=== Task directions ===
First find the line with "let mut config = Config::load()?;" in the entries below, then set down exactly every line through the line with "let config = load_config(None)?;", that line included.

=== Data under study ===
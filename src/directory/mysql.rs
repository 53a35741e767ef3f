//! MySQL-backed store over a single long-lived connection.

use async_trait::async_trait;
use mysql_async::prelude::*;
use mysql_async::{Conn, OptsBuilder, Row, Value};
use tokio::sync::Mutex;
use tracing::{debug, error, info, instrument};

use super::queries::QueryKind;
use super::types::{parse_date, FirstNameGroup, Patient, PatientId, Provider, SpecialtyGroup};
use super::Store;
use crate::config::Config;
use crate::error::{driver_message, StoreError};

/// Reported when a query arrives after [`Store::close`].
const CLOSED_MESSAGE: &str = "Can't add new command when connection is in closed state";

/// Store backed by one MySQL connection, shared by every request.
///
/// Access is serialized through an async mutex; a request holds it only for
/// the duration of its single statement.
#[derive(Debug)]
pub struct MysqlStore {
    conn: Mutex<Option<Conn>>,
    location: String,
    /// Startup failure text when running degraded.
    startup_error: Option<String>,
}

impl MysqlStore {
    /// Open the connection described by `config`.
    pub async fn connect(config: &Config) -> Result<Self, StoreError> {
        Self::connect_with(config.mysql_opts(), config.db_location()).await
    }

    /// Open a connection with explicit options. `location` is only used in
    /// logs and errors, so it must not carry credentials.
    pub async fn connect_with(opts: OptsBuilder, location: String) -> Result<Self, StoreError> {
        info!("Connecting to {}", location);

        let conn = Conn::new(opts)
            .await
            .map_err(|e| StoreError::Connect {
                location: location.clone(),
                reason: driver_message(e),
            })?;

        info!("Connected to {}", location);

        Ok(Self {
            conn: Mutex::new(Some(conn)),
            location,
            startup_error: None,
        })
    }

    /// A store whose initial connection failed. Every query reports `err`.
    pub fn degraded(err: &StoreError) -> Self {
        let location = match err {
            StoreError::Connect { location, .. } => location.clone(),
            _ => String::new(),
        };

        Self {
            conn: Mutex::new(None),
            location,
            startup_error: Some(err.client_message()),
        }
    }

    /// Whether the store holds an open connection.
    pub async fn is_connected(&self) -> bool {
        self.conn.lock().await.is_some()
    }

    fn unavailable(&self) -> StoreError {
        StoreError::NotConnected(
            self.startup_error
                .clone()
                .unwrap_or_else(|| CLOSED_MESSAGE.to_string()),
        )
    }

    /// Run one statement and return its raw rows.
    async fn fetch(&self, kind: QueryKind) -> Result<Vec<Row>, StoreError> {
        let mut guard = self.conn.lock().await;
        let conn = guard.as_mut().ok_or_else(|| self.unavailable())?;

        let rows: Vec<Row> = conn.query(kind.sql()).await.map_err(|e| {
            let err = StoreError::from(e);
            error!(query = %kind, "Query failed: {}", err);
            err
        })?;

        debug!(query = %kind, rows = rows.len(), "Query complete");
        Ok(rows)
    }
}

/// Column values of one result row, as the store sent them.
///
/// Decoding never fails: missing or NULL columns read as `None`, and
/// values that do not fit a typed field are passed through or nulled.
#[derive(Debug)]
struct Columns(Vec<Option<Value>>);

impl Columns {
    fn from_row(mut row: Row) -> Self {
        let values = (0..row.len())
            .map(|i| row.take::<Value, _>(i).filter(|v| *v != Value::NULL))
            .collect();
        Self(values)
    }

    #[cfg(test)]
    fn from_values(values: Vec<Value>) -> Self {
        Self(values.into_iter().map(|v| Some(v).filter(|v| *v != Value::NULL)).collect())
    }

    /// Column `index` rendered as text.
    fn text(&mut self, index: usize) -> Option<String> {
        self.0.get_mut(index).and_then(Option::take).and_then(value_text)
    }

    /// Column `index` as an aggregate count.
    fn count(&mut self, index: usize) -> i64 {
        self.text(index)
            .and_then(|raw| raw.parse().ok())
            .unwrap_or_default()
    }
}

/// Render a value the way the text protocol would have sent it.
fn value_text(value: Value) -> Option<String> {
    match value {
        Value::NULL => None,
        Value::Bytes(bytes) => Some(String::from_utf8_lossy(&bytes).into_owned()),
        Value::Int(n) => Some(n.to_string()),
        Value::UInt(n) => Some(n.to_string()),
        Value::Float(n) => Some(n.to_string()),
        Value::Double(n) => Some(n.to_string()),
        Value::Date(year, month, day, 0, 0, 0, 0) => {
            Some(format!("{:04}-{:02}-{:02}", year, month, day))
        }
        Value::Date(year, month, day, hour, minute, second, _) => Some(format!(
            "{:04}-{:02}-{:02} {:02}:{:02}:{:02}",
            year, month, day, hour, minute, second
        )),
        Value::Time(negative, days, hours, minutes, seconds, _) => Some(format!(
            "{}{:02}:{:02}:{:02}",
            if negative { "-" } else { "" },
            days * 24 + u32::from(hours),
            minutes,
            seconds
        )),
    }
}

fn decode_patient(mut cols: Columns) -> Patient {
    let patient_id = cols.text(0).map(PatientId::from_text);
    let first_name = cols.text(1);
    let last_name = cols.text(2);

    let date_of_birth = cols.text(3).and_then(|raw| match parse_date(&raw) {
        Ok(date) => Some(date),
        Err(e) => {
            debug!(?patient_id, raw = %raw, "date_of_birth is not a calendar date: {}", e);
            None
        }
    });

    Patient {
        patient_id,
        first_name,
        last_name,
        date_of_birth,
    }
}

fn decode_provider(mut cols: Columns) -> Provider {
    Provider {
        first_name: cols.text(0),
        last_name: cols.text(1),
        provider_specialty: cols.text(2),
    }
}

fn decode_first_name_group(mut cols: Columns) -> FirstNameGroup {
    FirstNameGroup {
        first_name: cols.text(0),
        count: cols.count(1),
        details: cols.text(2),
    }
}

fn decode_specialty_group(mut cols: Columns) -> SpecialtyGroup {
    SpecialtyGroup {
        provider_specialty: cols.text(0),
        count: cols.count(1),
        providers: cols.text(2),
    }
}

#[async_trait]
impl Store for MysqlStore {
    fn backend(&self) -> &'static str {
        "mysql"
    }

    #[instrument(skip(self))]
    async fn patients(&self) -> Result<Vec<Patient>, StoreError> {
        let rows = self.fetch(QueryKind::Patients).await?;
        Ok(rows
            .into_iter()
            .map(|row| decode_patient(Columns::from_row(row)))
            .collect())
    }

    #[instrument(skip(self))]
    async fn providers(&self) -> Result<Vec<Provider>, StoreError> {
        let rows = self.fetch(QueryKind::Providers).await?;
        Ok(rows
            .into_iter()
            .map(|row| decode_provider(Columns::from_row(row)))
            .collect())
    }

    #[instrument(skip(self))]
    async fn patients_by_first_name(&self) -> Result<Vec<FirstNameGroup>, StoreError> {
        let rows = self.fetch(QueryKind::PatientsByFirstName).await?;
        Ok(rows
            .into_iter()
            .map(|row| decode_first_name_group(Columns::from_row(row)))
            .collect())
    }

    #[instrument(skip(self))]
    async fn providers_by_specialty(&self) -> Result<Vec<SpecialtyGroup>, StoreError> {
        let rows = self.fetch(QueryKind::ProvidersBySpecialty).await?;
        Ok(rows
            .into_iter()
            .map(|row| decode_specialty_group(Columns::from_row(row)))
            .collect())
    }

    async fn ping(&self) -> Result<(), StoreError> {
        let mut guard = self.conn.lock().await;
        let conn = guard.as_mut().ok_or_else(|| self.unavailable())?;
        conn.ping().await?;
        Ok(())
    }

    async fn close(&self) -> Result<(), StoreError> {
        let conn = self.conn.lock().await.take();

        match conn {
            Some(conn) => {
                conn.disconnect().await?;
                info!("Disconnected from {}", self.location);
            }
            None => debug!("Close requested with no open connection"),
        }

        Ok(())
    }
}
--
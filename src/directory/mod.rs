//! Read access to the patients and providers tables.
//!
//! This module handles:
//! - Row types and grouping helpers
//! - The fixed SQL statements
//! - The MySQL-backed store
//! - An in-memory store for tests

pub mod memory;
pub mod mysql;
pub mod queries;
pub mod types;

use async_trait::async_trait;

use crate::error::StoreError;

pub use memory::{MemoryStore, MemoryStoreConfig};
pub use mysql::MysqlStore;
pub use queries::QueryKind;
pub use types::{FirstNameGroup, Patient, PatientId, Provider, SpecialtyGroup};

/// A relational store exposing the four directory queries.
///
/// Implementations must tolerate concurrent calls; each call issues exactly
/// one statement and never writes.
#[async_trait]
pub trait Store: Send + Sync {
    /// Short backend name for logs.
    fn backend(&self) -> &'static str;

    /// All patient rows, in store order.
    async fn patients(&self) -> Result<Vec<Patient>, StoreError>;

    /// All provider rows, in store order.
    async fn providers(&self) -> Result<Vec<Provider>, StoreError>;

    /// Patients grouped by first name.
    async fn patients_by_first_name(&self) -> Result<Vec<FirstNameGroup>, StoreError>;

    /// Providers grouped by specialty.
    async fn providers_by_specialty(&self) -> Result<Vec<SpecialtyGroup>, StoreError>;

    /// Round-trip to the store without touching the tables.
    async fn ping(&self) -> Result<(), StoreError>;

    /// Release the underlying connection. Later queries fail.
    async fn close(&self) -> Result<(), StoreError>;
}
---
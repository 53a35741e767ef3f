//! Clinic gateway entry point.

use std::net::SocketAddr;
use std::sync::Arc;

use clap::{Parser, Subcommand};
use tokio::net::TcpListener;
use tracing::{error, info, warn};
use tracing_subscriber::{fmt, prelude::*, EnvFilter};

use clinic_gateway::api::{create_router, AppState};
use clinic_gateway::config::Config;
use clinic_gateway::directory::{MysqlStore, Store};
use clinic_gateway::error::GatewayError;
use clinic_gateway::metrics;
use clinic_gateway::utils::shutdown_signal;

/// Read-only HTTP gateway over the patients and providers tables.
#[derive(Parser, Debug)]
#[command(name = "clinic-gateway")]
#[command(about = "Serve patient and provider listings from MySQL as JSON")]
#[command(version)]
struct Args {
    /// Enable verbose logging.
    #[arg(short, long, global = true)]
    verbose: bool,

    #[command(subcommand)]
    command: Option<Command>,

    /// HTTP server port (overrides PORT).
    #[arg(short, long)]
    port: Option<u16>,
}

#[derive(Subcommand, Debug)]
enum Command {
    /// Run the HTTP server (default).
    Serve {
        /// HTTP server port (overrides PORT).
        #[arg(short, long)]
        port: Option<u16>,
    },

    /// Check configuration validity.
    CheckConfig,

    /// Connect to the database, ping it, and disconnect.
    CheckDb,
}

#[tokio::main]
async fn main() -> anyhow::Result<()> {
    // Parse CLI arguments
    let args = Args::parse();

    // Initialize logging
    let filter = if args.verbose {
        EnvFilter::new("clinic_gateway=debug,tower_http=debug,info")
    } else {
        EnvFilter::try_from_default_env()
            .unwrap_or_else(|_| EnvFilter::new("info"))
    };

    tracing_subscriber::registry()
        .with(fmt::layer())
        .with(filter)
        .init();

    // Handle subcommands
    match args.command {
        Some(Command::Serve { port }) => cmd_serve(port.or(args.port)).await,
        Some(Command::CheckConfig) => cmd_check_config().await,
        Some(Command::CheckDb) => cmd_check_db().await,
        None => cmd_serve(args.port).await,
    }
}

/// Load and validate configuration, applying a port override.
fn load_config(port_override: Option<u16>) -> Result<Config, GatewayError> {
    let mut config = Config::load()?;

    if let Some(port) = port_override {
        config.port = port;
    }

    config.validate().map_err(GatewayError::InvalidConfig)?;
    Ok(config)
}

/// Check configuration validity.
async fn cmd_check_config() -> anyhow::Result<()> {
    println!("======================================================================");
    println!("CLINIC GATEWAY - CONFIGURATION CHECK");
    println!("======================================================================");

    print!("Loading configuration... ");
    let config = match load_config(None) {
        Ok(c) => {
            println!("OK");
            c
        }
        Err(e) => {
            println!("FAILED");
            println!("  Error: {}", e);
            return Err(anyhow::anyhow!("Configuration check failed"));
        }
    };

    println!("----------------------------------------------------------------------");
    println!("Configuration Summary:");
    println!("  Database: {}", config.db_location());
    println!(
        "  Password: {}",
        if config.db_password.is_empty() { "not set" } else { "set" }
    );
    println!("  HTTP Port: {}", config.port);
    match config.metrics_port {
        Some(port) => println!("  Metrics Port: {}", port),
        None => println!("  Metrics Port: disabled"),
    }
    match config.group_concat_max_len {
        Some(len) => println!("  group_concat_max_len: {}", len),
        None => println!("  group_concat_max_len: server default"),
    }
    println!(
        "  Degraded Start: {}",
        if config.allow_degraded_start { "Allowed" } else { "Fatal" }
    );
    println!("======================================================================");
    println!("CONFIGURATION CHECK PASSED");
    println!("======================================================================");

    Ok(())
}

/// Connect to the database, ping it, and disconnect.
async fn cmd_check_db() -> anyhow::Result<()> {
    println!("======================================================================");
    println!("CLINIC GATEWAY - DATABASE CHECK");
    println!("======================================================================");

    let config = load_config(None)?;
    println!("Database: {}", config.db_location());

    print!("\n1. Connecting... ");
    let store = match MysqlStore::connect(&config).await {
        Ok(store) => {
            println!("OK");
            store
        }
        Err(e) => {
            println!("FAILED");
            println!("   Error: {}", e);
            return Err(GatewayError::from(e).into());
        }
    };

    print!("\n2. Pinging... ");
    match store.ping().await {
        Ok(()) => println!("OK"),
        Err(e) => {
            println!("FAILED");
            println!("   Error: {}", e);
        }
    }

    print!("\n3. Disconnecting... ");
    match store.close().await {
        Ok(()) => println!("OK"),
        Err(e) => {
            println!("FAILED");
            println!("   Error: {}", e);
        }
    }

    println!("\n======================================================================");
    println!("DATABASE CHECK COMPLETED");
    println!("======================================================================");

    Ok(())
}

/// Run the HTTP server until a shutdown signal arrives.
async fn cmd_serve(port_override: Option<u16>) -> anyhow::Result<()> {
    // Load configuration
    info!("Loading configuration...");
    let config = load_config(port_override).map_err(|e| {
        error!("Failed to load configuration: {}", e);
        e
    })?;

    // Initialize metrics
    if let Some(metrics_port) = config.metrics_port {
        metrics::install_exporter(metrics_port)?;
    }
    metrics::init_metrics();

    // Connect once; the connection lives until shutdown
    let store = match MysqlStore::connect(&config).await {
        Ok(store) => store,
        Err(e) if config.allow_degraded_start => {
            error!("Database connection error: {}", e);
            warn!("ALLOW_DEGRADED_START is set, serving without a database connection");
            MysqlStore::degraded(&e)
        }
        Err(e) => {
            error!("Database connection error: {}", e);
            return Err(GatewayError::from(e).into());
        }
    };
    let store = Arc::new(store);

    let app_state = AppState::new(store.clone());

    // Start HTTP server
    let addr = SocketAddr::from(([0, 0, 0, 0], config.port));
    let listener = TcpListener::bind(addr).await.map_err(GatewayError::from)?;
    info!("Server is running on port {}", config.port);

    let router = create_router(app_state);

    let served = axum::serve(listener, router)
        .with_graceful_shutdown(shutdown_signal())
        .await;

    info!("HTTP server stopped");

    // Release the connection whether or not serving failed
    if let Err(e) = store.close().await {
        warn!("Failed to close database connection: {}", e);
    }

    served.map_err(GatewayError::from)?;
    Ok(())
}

=== Exercise solution ===
    let mut config = Config::load()?;

    if let Some(port) = port_override {
        config.port = port;
    }

    config.validate().map_err(GatewayError::InvalidConfig)?;
    Ok(config)
}

/// Check configuration validity.
async fn cmd_check_config() -> anyhow::Result<()> {
    println!("======================================================================");
    println!("CLINIC GATEWAY - CONFIGURATION CHECK");
    println!("======================================================================");

    print!("Loading configuration... ");
    let config = match load_config(None) {
        Ok(c) => {
            println!("OK");
            c
        }
        Err(e) => {
            println!("FAILED");
            println!("  Error: {}", e);
            return Err(anyhow::anyhow!("Configuration check failed"));
        }
    };

    println!("----------------------------------------------------------------------");
    println!("Configuration Summary:");
    println!("  Database: {}", config.db_location());
    println!(
        "  Password: {}",
        if config.db_password.is_empty() { "not set" } else { "set" }
    );
    println!("  HTTP Port: {}", config.port);
    match config.metrics_port {
        Some(port) => println!("  Metrics Port: {}", port),
        None => println!("  Metrics Port: disabled"),
    }
    match config.group_concat_max_len {
        Some(len) => println!("  group_concat_max_len: {}", len),
        None => println!("  group_concat_max_len: server default"),
    }
    println!(
        "  Degraded Start: {}",
        if config.allow_degraded_start { "Allowed" } else { "Fatal" }
    );
    println!("======================================================================");
    println!("CONFIGURATION CHECK PASSED");
    println!("======================================================================");

    Ok(())
}

/// Connect to the database, ping it, and disconnect.
async fn cmd_check_db() -> anyhow::Result<()> {
    println!("======================================================================");
    println!("CLINIC GATEWAY - DATABASE CHECK");
    println!("======================================================================");

    let config = load_config(None)?;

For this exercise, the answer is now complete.